Here is what I have, which seems to perform slightly better than some other methods like read_to_end:

use std::{
    fs::File,
    io::{self, BufRead, BufReader},
};

fn main() -> io::Result<()> {
    const CAP: usize = 1024 * 128;
    let file = File::open("my.file")?;
    let mut reader = BufReader::with_capacity(CAP, file);

    loop {
        let length = {
            let buffer = reader.fill_buf()?;
            // do stuff with buffer here
            buffer.len()
        };
        if length == 0 {
            break;
        }
        reader.consume(length);
    }

    Ok(())
}

Upvotes: 30

Views: 14135

Answers (3)

Claudio Fsr
Claudio Fsr

Reputation: 454

An example of read a large file in chunks without loading the entire file into memory at once.

See:

rust-cookbook

new_file.txt can be a large file.

use std::{
    fs::File,
    io::{BufReader, Read, Write}, 
    error::Error,
};

const BUFFER_SIZE: usize = 5;

fn main() -> Result<(), Box<dyn Error>> {
    // create new_file.txt
    let path = "new_file.txt";
    let mut output = File::create(path)?;
    writeln!(output, "We will generate this text")?;
    writeln!(output, "Line 2 bla bla bla")?;
    writeln!(output, "Line 3 foo bar for bar")?;

    // read new_file.txt
    let input = File::open(path)?;
    let reader = BufReader::new(input);
    read_file(reader)?;

    Ok(())
}

fn read_file<R: Read>(mut reader: R) -> Result<(), Box<dyn Error>> {
    let mut buffer = [0_u8; BUFFER_SIZE];

    loop {
        let count = reader.read(&mut buffer)?;
        if count == 0 {
            break;
        }
        let string_slice = std::str::from_utf8(&buffer[..count])?;

        // Read BUFFER_SIZE bytes in each loop
        // Change print! to println!, to see the result.
        
        print!("{string_slice}");

        //println!("{string_slice}");
    }

    Ok(())
}

See Rust Playground.

Upvotes: 2

Hossin Azmoud
Hossin Azmoud

Reputation: 1

I did it this way, I don't know if it is wrong but it worked perfectly for me, still don't know if it is the correct way tho..

use std::io;
use std::io::prelude::*;
use std::fs::File;

fn main() -> io::Result<()> 
{
    const FNAME: &str = "LargeFile.txt";
    const CHUNK_SIZE: usize = 1024; // bytes read by every loop iteration.
    let mut limit: usize = (1024 * 1024) * 15; // How much should be actually read from the file..
    let mut f = File::open(FNAME)?;
    let mut buffer = [0; CHUNK_SIZE]; // buffer to contain the bytes.

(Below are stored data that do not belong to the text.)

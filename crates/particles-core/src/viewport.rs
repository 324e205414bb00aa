//! Camera and viewable-region types shared with the front-ends.
//!
//! The simulation never talks to a GPU, but it needs to know how much of the
//! `z = 0` plane the camera sees: that region is where hands are mapped to
//! and where particles are contained. The native viewer builds its matrices
//! from the same description so both agree on what "the screen edge" is.

use glam::{Mat4, Vec3};

use crate::constants::{CAMERA_Z, DEFAULT_ASPECT, DEPTH_BOUND, FOV_Y_DEGREES};

/// Perspective camera on the +z axis looking at the origin.
#[derive(Clone, Copy, Debug, PartialEq)]
pub struct Viewport {
    pub camera_distance: f32,
    pub fovy_radians: f32,
    pub aspect: f32,
    /// Containment limit along z; x and y limits follow the visible region.
    pub depth_bound: f32,
}

impl Default for Viewport {
    fn default() -> Self {
        Self {
            camera_distance: CAMERA_Z,
            fovy_radians: FOV_Y_DEGREES.to_radians(),
            aspect: DEFAULT_ASPECT,
            depth_bound: DEPTH_BOUND,
        }
    }
}

impl Viewport {
    /// Half of the visible height at `z = 0`.
    pub fn half_height(&self) -> f32 {
        (self.fovy_radians * 0.5).tan() * self.camera_distance
    }

    /// Half of the visible width at `z = 0`.
    pub fn half_width(&self) -> f32 {
        self.half_height() * self.aspect
    }

    /// Symmetric per-axis containment bound.
    pub fn bounds(&self) -> Vec3 {
        Vec3::new(self.half_width(), self.half_height(), self.depth_bound)
    }

    /// Maps a normalised `[-1, 1]` screen position onto the `z = 0` plane.
    #[inline]
    pub fn to_scene(&self, x: f32, y: f32) -> Vec3 {
        Vec3::new(x * self.half_width(), y * self.half_height(), 0.0)
    }

    pub fn set_aspect_from_size(&mut self, width: u32, height: u32) {
        if width > 0 && height > 0 {
            self.aspect = width as f32 / height as f32;
        }
    }

    /// Clip-space projection matrix.
    pub fn projection_matrix(&self) -> Mat4 {
        Mat4::perspective_rh(self.fovy_radians, self.aspect, 0.1, 100.0)
    }

    /// World-to-view matrix.
    pub fn view_matrix(&self) -> Mat4 {
        Mat4::look_at_rh(Vec3::new(0.0, 0.0, self.camera_distance), Vec3::ZERO, Vec3::Y)
    }
}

    // read up to 15mb as the limit suggests..
    loop {
        if limit > 0 {
            // Not finished reading, you can parse or process data.
            let _n = f.read(&mut buffer[..])?;

            for bytes_index in 0..buffer.len() {
               print!("{}", buffer[bytes_index] as char);
            }
            limit -= CHUNK_SIZE;
        } else {
            // Finished reading..
            break;
        }
    }    
    Ok(())
}

Upvotes: 0

Eli Friedman
Eli Friedman

Reputation: 2393

I don't think you can write code more efficient than that. fill_buf on a BufReader over a File is basically just a straight call to read(2).

That said, BufReader isn't really a useful abstraction when you use it like that; it would probably be less awkward to just call file.read(&mut buf) directly.